For they loved the praise of men more than the praise of God. [John 12:42–43]

The synagogue, of course, is a metaphor for any lesser, mortal belonging that can divert or dilute our efforts, first of all, to build up the kingdom of God (see JST, Matthew 6:38).

I like the way Malcolm Muggeridge spoke of his changing perspective:

Now, the prospect of death overshadows all others. I am like a man on a sea voyage nearing his destination. When I embarked I worried about having a cabin with a porthole, [and] whether I should be asked to sit at the captain’s table, who were the more attractive and important passengers. All such considerations become pointless [because now] I shall soon be disembarking. [Malcolm Muggeridge, Things Past, ed. Ian Hunter (New York: Morrow, 1979), p. 166]

One of the great blessings the gospel gives us is the lens through which we can see with proportion. Special perspective comes from the marvelous and overarching principles of the gospel.

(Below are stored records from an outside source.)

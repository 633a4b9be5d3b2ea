use stagegate_lib::descriptor::StageId;
use stagegate_lib::execute::{ExecuteConfig, StageFailure, StageStatus};
use stagegate_lib::ledger::ArtifactKind;
use stagegate_lib::verify::CheckStatus;
use tempfile::TempDir;

use super::common::{native_descriptor, orchestrator, orchestrator_with, plan};

fn id(s: &str) -> StageId {
  StageId::new(s)
}

#[tokio::test]
async fn compatible_pipeline_succeeds() {
  let temp = TempDir::new().unwrap();
  let report = orchestrator(temp.path())
    .run(plan(&native_descriptor("alpine-runtime", "cat app/native.bin")))
    .await;

  assert!(report.succeeded, "{:#?}", report.stages);
  assert_eq!(report.exit_code(), 0);

  let runtime = report.stage(&id("runtime")).unwrap();
  assert_eq!(runtime.status, StageStatus::Succeeded);
  assert_eq!(runtime.transfers.len(), 2);
  assert_eq!(runtime.checks.len(), 1);
  assert_eq!(runtime.checks[0].status, CheckStatus::Pass);

  let copied = temp.path().join("work/runtime/app/native.bin");
  assert_eq!(std::fs::read_to_string(copied).unwrap(), "elf-amd64");
  assert!(temp.path().join("work/runtime/app/src/app.js").exists());

  let native = report
    .artifacts
    .iter()
    .find(|a| a.path == "/out/native.bin")
    .unwrap();
  assert_eq!(native.kind, ArtifactKind::CompiledBinary);
  assert_eq!(native.produced_under.as_ref().unwrap().to_string(), "linux/amd64/musl-1.2.4/libstdc++-13");

  let source = report.artifacts.iter().find(|a| a.path == "/src").unwrap();
  assert!(source.produced_under.is_none());
}

#[tokio::test]
async fn cross_platform_binary_is_rejected_before_copy() {
  let temp = TempDir::new().unwrap();
  let report = orchestrator(temp.path())
    .run(plan(&native_descriptor("debian-arm", "cat app/native.bin")))
    .await;

  assert!(!report.succeeded);
  assert_eq!(report.exit_code(), 1);
  assert_eq!(report.stage(&id("builder")).unwrap().status, StageStatus::Succeeded);

  let runtime = report.stage(&id("runtime")).unwrap();
  assert_eq!(runtime.status, StageStatus::Failed);
  assert!(runtime.checks.is_empty());
  match runtime.failure.as_ref().unwrap() {
    StageFailure::PlatformMismatch {
      artifact_path,
      source_stage,
      destination_stage,
      produced,
      required,
    } => {
      assert_eq!(artifact_path, "/out/native.bin");
      assert_eq!(source_stage, &id("builder"));
      assert_eq!(destination_stage, &id("runtime"));
      assert_eq!(produced.to_string(), "linux/amd64/musl-1.2.4/libstdc++-13");
      assert_eq!(required.to_string(), "linux/arm64/glibc-2.36/libstdc++-12");
    }
    other => panic!("unexpected failure: {other:?}"),
  }

  // Nothing was copied into the runtime stage, not even the portable sources.
  assert!(!temp.path().join("work/runtime/app").exists());
}

#[tokio::test]
async fn source_artifacts_cross_platforms() {
  let descriptor = r#"
stages:
  - id: builder
    base_image: alpine-builder
    commands:
      - mkdir -p src && echo 'print("hi")' > src/main.py
    artifacts:
      - path: /src
        kind: source
  - id: runtime
    base_image: debian-arm
    consumes:
      - stage: builder
        path: /src
    checks:
      - name: sources present
        command: test -f src/main.py
"#;
  let temp = TempDir::new().unwrap();
  let report = orchestrator(temp.path()).run(plan(descriptor)).await;

  assert!(report.succeeded, "{:#?}", report.stages);
  assert_eq!(report.target, id("runtime"));
}

#[tokio::test]
async fn failed_check_fails_the_run() {
  let temp = TempDir::new().unwrap();
  let report = orchestrator(temp.path())
    .run(plan(&native_descriptor("alpine-runtime", "echo 'Error: symbol not found: bcrypt'")))
    .await;

  assert!(!report.succeeded);
  let runtime = report.stage(&id("runtime")).unwrap();
  assert_eq!(runtime.status, StageStatus::Failed);
  assert_eq!(runtime.checks[0].status, CheckStatus::Fail);
  match runtime.failure.as_ref().unwrap() {
    StageFailure::Verification { check, output, .. } => {
      assert_eq!(check, "native addon loads");
      assert!(output.as_ref().unwrap().stdout.contains("symbol not found"));
    }
    other => panic!("unexpected failure: {other:?}"),
  }
}

#[tokio::test]
async fn failing_command_blocks_dependents() {
  let descriptor = r#"
target: runtime
stages:
  - id: deps
    base_image: alpine-builder
    commands:
      - exit 3
    artifacts:
      - path: /deps
  - id: docs
    base_image: alpine-builder
    commands:
      - mkdir -p site && echo ok > site/index.html
    artifacts:
      - path: /site
        kind: source
  - id: runtime
    base_image: alpine-runtime
    consumes:
      - stage: deps
        path: /deps
      - stage: docs
        path: /site
"#;
  let temp = TempDir::new().unwrap();
  let report = orchestrator(temp.path()).run(plan(descriptor)).await;

  assert!(!report.succeeded);
  assert_eq!(report.stage(&id("deps")).unwrap().status, StageStatus::Failed);
  assert_eq!(report.stage(&id("docs")).unwrap().status, StageStatus::Succeeded);
  assert!(matches!(
    report.stage(&id("runtime")).unwrap().status,
    StageStatus::Blocked { .. }
  ));
  assert!(matches!(
    report.stage(&id("deps")).unwrap().failure,
    Some(StageFailure::Executor { .. })
  ));
}

#[tokio::test]
async fn command_stderr_is_kept_in_the_report() {
  let descriptor = r#"
stages:
  - id: link
    base_image: alpine-builder
    commands:
      - "printf 'undefined reference %s\\n' to_napi_module >&2; exit 3"
"#;
  let temp = TempDir::new().unwrap();
  let report = orchestrator(temp.path()).run(plan(descriptor)).await;

  let link = report.stage(&id("link")).unwrap();
  let Some(StageFailure::Executor { stderr, message, .. }) = &link.failure else {
    panic!("unexpected failure: {:?}", link.failure);
  };
  assert!(message.contains("exit code"));
  assert_eq!(stderr.as_deref(), Some("undefined reference to_napi_module"));
}

#[tokio::test]
async fn outputs_left_by_an_earlier_run_are_not_reused() {
  let first = r#"
stages:
  - id: build
    base_image: alpine-builder
    commands:
      - mkdir -p out && echo v1 > out/x
    artifacts:
      - path: /out/x
"#;
  let second = first.replace("mkdir -p out && echo v1 > out/x", "\"true\"");
  let temp = TempDir::new().unwrap();
  let no_cache = || ExecuteConfig {
    use_cache: false,
    ..Default::default()
  };

  assert!(orchestrator_with(temp.path(), no_cache()).run(plan(first)).await.succeeded);
  let report = orchestrator_with(temp.path(), no_cache()).run(plan(&second)).await;

  let build = report.stage(&id("build")).unwrap();
  assert_eq!(build.status, StageStatus::Failed);
  let Some(StageFailure::Executor { message, .. }) = &build.failure else {
    panic!("unexpected failure: {:?}", build.failure);
  };
  assert!(message.contains("did not produce declared artifact '/out/x'"), "{message}");
}

#[tokio::test]
async fn rejected_stage_drops_outputs_of_an_earlier_run() {
  let temp = TempDir::new().unwrap();
  let ok = orchestrator(temp.path())
    .run(plan(&native_descriptor("alpine-runtime", "cat app/native.bin")))
    .await;
  assert!(ok.succeeded);
  assert!(temp.path().join("work/runtime/app/native.bin").exists());

  let rejected = orchestrator(temp.path())
    .run(plan(&native_descriptor("debian-arm", "cat app/native.bin")))
    .await;
  assert!(!rejected.succeeded);
  assert!(!temp.path().join("work/runtime").exists());
}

For some reason, the last month or so, my mind has turned to a colleague of many years ago at the University of Utah. Dr. Reed Merrill was a distinguished educational psychologist. He had, for instance, done pioneering work in establishing the process of licensure associated with clinical psychology, as well as important work in educational psychology. However, he had been inactive in the Church and inattentive to spiritual things, though a good person. Then, in the early 1980s he was stirred spiritually by the Lord. I could see it when he came to visit me twice. He wrote two powerful letters regarding the comparative emptiness of his secular discipline with the fullness of the gospel of Jesus Christ. These observations meant a lot because they came from a man of unquestioned intellect and integrity. Other catalytic things were happening, unbeknownst to me, including his daughter’s service on a mission, to say nothing of a wonderful wife.

Reed called me sometime before his daughter’s sealing, asking if I would perform her sealing. I said, “I would be delighted.” I think I had an intervening trip overseas, but asked, “Reed, will you be there?”

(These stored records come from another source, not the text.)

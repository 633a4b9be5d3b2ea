//! Local shell executor.
//!
//! Each stage gets its own directory under the executor root, standing in
//! for the stage's filesystem: an artifact path such as `/out/native.bin`
//! lives at `<root>/<stage>/out/native.bin`. Commands run through `/bin/sh -c`
//! with the stage directory as working directory and these variables set:
//!
//! - `STAGE_ROOT`: the stage directory
//! - `STAGE_ID`: the stage id
//! - `STAGE_PLATFORM`: the effective platform, e.g. `linux/amd64/musl-1.2.4/libstdc++-13`
//! - `TARGETPLATFORM`, `TARGETOS`, `TARGETARCH`: as container builders spell them
//! - `SOURCE_DATE_EPOCH`: fixed, for reproducible timestamps
//!
//! A stage directory is wiped before the stage executes. It survives between
//! runs only so a cache hit can reuse it.

use std::fs;
use std::path::{Component, Path, PathBuf};
use std::process::Output;

use async_trait::async_trait;
use tokio::process::Command;
use tracing::{debug, info};
use walkdir::WalkDir;

use crate::consts::SOURCE_DATE_EPOCH;
use crate::descriptor::StageId;
use crate::ledger::CacheEntry;
use crate::platform::paths::work_dir;
use crate::transfer::TransferOperation;
use crate::util::hash::{ContentHash, hash_bytes, hash_path};
use crate::verify::{CheckOutput, VerificationCheck};

use super::executor::{BuildExecutor, ExecutorError, ProducedArtifact, StageInvocation};

#[derive(Debug, Clone)]
pub struct ShellExecutor {
  root: PathBuf,
  shell: Option<String>,
}

impl ShellExecutor {
  pub fn new(root: PathBuf) -> Self {
    Self { root, shell: None }
  }

  /// Executor with a work directory dedicated to one descriptor file.
  pub fn for_descriptor(descriptor: &Path) -> Self {
    let canonical = dunce::canonicalize(descriptor).unwrap_or_else(|_| descriptor.to_path_buf());
    let digest = hash_bytes(canonical.to_string_lossy().as_bytes());
    let scope = &digest.as_str()[..crate::consts::OBJ_HASH_PREFIX_LEN];
    Self::new(work_dir().join(scope))
  }

  /// Use a different shell than `/bin/sh`.
  pub fn with_shell(mut self, shell: impl Into<String>) -> Self {
    self.shell = Some(shell.into());
    self
  }

  pub fn root(&self) -> &Path {
    &self.root
  }

  pub fn stage_root(&self, stage: &StageId) -> PathBuf {
    self.root.join(stage.as_str())
  }

  /// Map an in-stage artifact path onto the stage directory.
  fn resolve(&self, stage: &StageId, artifact_path: &str) -> Result<PathBuf, ExecutorError> {
    let mut resolved = self.stage_root(stage);
    let mut depth = 0;
    for component in Path::new(artifact_path).components() {
      match component {
        Component::RootDir | Component::CurDir => {}
        Component::Normal(part) => {
          resolved.push(part);
          depth += 1;
        }
        Component::ParentDir | Component::Prefix(_) => {
          return Err(ExecutorError::InvalidPath(artifact_path.to_string()));
        }
      }
    }
    if depth == 0 {
      return Err(ExecutorError::InvalidPath(artifact_path.to_string()));
    }
    Ok(resolved)
  }

  fn command(&self, cmd: &str, invocation: &StageInvocation, cwd: &Path) -> Command {
    let (shell_cmd, shell_args) = get_shell(self.shell.as_deref());
    let platform = &invocation.platform;

    let mut command = Command::new(shell_cmd);
    command
      .args(&shell_args)
      .arg(cmd)
      .current_dir(cwd)
      .kill_on_drop(true)
      .env("STAGE_ROOT", cwd)
      .env("STAGE_ID", invocation.stage.id.as_str())
      .env("STAGE_PLATFORM", platform.to_string())
      .env("TARGETPLATFORM", platform.os_arch())
      .env("TARGETOS", platform.os.as_str())
      .env("TARGETARCH", platform.arch.as_str())
      .env("LANG", "C")
      .env("LC_ALL", "C")
      .env("SOURCE_DATE_EPOCH", SOURCE_DATE_EPOCH);
    command
  }

  async fn output(&self, cmd: &str, invocation: &StageInvocation, cwd: &Path) -> Result<Output, ExecutorError> {
    debug!(stage = %invocation.stage.id, cmd = %cmd, "spawning process");
    let child = self.command(cmd, invocation, cwd).output();
    match tokio::time::timeout(invocation.timeout, child).await {
      Ok(result) => result.map_err(|source| ExecutorError::Io {
        path: cwd.to_path_buf(),
        source,
      }),
      Err(_) => Err(ExecutorError::Timeout(invocation.timeout)),
    }
  }

  async fn run_commands(&self, invocation: &StageInvocation, cwd: &Path) -> Result<(), ExecutorError> {
    for cmd in &invocation.stage.commands {
      info!(stage = %invocation.stage.id, cmd = %cmd, "executing command");
      let output = self.output(cmd, invocation, cwd).await?;

      if !output.status.success() {
        let stderr = String::from_utf8_lossy(&output.stderr).trim().to_string();
        if !stderr.is_empty() {
          debug!(stderr = %stderr, "command stderr");
        }
        return Err(ExecutorError::CommandFailed {
          cmd: cmd.clone(),
          code: output.status.code(),
          stderr,
        });
      }

      let stdout = String::from_utf8_lossy(&output.stdout);
      if !stdout.trim().is_empty() {
        debug!(stdout = %stdout.trim(), "command output");
      }
    }
    Ok(())
  }
}

#[async_trait]
impl BuildExecutor for ShellExecutor {
  async fn transfer(&self, op: &TransferOperation) -> Result<(), ExecutorError> {
    let src = self.resolve(&op.source_stage, &op.artifact.path)?;
    let dst = self.resolve(&op.destination_stage, &op.destination_path)?;
    debug!(from = %src.display(), to = %dst.display(), "copying artifact");
    copy_path(&src, &dst)
  }

  async fn reset_stage(&self, stage: &StageId) -> Result<(), ExecutorError> {
    let dir = self.stage_root(stage);
    match fs::remove_dir_all(&dir) {
      Ok(()) => debug!(stage = %stage, "cleared stage directory"),
      Err(e) if e.kind() == std::io::ErrorKind::NotFound => {}
      Err(source) => return Err(ExecutorError::Io { path: dir, source }),
    }
    Ok(())
  }

  async fn run_stage(&self, invocation: &StageInvocation) -> Result<Vec<ProducedArtifact>, ExecutorError> {
    let stage = &invocation.stage;
    let cwd = self.stage_root(&stage.id);
    fs::create_dir_all(&cwd).map_err(|source| ExecutorError::Io {
      path: cwd.clone(),
      source,
    })?;

    // The whole command sequence shares the stage timeout.
    match tokio::time::timeout(invocation.timeout, self.run_commands(invocation, &cwd)).await {
      Ok(result) => result?,
      Err(_) => return Err(ExecutorError::Timeout(invocation.timeout)),
    }

    let mut produced = Vec::with_capacity(stage.artifacts.len());
    for decl in &stage.artifacts {
      let path = self.resolve(&stage.id, &decl.path)?;
      if fs::symlink_metadata(&path).is_err() {
        return Err(ExecutorError::MissingArtifact {
          stage: stage.id.clone(),
          path: decl.path.clone(),
        });
      }
      produced.push(ProducedArtifact {
        path: decl.path.clone(),
        content_hash: hash_path(&path)?,
      });
    }
    Ok(produced)
  }

  async fn run_check(&self, invocation: &StageInvocation, check: &VerificationCheck) -> Result<CheckOutput, ExecutorError> {
    let cwd = self.stage_root(&invocation.stage.id);
    fs::create_dir_all(&cwd).map_err(|source| ExecutorError::Io {
      path: cwd.clone(),
      source,
    })?;

    let output = self.output(&check.command, invocation, &cwd).await?;
    Ok(CheckOutput {
      exit_code: output.status.code(),
      stdout: String::from_utf8_lossy(&output.stdout).into_owned(),
      stderr: String::from_utf8_lossy(&output.stderr).into_owned(),
    })
  }

  async fn reuse_cached(&self, invocation: &StageInvocation, entry: &CacheEntry) -> Result<bool, ExecutorError> {
    for artifact in &entry.artifacts {
      let path = self.resolve(&invocation.stage.id, &artifact.path)?;
      if fs::symlink_metadata(&path).is_err() {
        return Ok(false);
      }
      let current: ContentHash = hash_path(&path)?;
      if current != artifact.content_hash {
        debug!(path = %artifact.path, "cached output changed on disk");
        return Ok(false);
      }
    }
    Ok(true)
  }
}

/// Copy a file or directory tree, replacing whatever is at `dst`.
fn copy_path(src: &Path, dst: &Path) -> Result<(), ExecutorError> {
  let io_err = |path: &Path| {
    let path = path.to_path_buf();
    move |source: std::io::Error| ExecutorError::Io { path, source }
  };

  let meta = fs::symlink_metadata(src).map_err(io_err(src))?;

  if let Ok(existing) = fs::symlink_metadata(dst) {
    if existing.is_dir() {
      fs::remove_dir_all(dst).map_err(io_err(dst))?;
    } else {
      fs::remove_file(dst).map_err(io_err(dst))?;
    }
  }
  if let Some(parent) = dst.parent() {
    fs::create_dir_all(parent).map_err(io_err(parent))?;
  }

  if !meta.is_dir() {
    fs::copy(src, dst).map_err(io_err(dst))?;
    return Ok(());
  }

  for entry in WalkDir::new(src).follow_links(false) {
    let entry = entry.map_err(|e| ExecutorError::Other(e.to_string()))?;
    let relative = entry
      .path()
      .strip_prefix(src)
      .map_err(|e| ExecutorError::Other(e.to_string()))?;
    let target = dst.join(relative);
    let file_type = entry.file_type();

    if file_type.is_dir() {
      fs::create_dir_all(&target).map_err(io_err(&target))?;
    } else if file_type.is_symlink() {
      let link = fs::read_link(entry.path()).map_err(io_err(entry.path()))?;
      symlink(&link, &target).map_err(io_err(&target))?;
    } else {
      fs::copy(entry.path(), &target).map_err(io_err(&target))?;
    }
  }
  Ok(())
}

#[cfg(unix)]
fn symlink(link: &Path, target: &Path) -> std::io::Result<()> {
  std::os::unix::fs::symlink(link, target)
}

#[cfg(windows)]
fn symlink(link: &Path, target: &Path) -> std::io::Result<()> {
  std::os::windows::fs::symlink_file(link, target)
}

/// Get the shell command and argument.
///
/// Defaults to `/bin/sh` rather than `$SHELL`: interactive shells may source
/// profile files that change the environment between runs.
fn get_shell(override_shell: Option<&str>) -> (String, Vec<String>) {
  if let Some(shell) = override_shell {
    let args = if shell.contains("powershell") || shell.contains("pwsh") {
      vec!["-NoProfile".to_string(), "-Command".to_string()]
    } else if shell.contains("cmd") {
      vec!["/C".to_string()]
    } else {
      vec!["-c".to_string()]
    };
    return (shell.to_string(), args);
  }

  #[cfg(unix)]
  {
    ("/bin/sh".to_string(), vec!["-c".to_string()])
  }

  #[cfg(windows)]
  {
    (
      "powershell.exe".to_string(),
      vec![
        "-NoProfile".to_string(),
        "-ExecutionPolicy".to_string(),
        "Bypass".to_string(),
        "-Command".to_string(),
      ],
    )
  }
}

With his typical integrity, he said, “Neal, you know me well enough to know I won’t be there unless I am fully worthy to be there.” When the morning came for the sealing in the Salt Lake Temple, I waited with particular anticipation. Then Reed came down the corridor of the temple. We embraced, and he said, “Neal, I made it!” He had come home! Subsequently, he taught in his high priests group and in various classes. It was a spiritual renaissance in his life, a marvelous thing to see. How wonderful it is when anybody comes home!

Yesterday, when I reviewed my handwritten notes used ten years ago at Reed’s funeral, they included words of gratitude for what I called, even back then, “the intersections of our lives”—Reed’s and mine. The most important thing to be said about Reed Merrill when he departed from this life was that he exited “in spiritual crescendo.” Such things bring joy!

Some of what has preceded has been related to the natural human desire you and I have to belong and to have people notice and care. My plea is not to downplay that basic fundamental need, because it is there for a reason. Instead, I ask you to distinguish between belonging in a proximate way and belonging in an ultimate way. One can, for instance, belong to a churning, changing group in an airport transit lounge. Yet this is not belonging. One can, instead, begin to sense that he or she belongs to God and that we are part of something that is very, very special and very, very large. This is another great blessing that comes from the gospel that gives us perspective.

If you and I were left, instead, to draw conclusions or generalizations from our small, personal databases, we would not be very wise. But we can access the divine database through the scriptures and prophetic utterances, acquiring perspective about “things as they really are” (Jacob 4:13). Otherwise, our generalizations won’t be worth much more than the one I encountered years ago: “All Indians walk single file, at least the one I saw did!” We can end up being so provincial and so parochial. I love these lines from G. K. Chesterton, the brilliant Catholic writer:

How much larger your life would be if [you] could become smaller in it. . . . You would begin to be interested in [others]. You would break out of this tiny . . . theatre in which your own little plot is always being played, and you would find yourself under a freer sky, in a street full of splendid strangers. [G. K. Chesterton, Orthodoxy (Garden City, New York: Image Books, 1959), pp. 20–21]

The gospel tells us who those “splendid strangers” are. It gives us a sense not only of the immensity and the vastness of God’s work, but also of the great personalness of His work as well.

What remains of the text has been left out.